THE PROBLEM: Say how many lines below contain the word "ViewAction". The number is the entire reply.

SUPPLIED RECORDS:
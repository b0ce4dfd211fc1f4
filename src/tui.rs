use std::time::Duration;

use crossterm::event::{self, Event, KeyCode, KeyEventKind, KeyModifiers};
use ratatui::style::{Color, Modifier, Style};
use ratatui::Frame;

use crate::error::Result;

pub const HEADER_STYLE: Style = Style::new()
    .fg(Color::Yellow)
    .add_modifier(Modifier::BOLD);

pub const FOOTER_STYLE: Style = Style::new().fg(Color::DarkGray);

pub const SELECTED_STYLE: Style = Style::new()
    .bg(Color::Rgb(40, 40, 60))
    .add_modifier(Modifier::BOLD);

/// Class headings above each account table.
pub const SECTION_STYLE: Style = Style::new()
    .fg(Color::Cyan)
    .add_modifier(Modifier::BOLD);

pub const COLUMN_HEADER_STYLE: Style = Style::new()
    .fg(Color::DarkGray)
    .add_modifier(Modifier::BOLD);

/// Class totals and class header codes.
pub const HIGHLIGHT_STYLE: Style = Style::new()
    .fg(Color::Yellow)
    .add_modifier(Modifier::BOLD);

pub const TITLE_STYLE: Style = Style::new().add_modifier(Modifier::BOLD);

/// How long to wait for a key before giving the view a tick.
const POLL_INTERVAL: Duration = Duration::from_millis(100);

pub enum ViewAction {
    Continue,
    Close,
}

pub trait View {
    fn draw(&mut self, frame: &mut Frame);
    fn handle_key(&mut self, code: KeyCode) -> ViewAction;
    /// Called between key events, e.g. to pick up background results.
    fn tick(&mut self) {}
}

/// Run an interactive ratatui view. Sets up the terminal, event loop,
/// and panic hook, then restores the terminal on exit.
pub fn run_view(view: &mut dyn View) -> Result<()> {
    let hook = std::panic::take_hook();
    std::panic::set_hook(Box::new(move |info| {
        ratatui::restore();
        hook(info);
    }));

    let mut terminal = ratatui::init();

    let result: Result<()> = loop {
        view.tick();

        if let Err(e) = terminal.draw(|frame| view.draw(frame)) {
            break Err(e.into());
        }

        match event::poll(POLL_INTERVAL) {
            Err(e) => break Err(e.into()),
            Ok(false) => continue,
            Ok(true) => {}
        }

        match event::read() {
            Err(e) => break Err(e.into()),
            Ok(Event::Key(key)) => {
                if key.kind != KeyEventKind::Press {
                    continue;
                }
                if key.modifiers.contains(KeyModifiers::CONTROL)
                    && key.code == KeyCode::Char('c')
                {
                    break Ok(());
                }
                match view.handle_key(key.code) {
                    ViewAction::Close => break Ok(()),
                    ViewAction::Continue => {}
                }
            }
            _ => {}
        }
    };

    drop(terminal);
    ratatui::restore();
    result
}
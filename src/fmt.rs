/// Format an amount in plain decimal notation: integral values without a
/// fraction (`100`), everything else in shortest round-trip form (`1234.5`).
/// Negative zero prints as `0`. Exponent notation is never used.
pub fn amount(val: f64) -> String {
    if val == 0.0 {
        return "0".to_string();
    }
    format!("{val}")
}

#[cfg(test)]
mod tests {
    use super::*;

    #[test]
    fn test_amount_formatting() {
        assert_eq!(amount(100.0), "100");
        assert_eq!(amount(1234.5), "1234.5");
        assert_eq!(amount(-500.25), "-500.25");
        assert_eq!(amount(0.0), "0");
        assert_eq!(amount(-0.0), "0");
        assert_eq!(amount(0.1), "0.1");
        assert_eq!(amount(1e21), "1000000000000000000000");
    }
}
...
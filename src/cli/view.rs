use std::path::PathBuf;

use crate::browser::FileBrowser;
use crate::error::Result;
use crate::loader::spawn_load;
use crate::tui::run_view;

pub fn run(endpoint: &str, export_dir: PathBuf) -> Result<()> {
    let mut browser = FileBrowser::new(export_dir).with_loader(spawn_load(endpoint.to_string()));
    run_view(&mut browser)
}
==
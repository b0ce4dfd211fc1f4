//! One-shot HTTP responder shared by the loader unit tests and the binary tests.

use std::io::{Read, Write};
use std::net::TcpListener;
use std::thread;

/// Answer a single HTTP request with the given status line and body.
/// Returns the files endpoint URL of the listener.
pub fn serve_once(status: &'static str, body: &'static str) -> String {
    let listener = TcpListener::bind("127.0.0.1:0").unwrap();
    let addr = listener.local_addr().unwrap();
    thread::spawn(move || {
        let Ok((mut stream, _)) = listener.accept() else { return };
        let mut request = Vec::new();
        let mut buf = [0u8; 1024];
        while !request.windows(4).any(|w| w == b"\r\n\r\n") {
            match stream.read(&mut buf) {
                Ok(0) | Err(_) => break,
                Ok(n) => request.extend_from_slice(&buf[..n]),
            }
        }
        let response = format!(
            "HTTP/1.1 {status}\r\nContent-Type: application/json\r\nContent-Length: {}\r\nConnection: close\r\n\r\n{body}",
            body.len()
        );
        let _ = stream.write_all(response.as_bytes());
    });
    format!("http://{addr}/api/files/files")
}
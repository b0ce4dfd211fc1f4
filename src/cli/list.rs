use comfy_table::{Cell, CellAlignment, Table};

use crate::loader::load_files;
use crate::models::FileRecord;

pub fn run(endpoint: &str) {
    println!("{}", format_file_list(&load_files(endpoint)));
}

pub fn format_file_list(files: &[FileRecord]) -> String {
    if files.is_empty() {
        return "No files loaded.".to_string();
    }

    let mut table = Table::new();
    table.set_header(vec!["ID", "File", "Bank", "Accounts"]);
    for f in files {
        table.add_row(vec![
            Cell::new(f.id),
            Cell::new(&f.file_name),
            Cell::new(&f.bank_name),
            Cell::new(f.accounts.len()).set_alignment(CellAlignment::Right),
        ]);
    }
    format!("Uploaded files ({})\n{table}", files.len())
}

PROBLEM SOLUTION: 4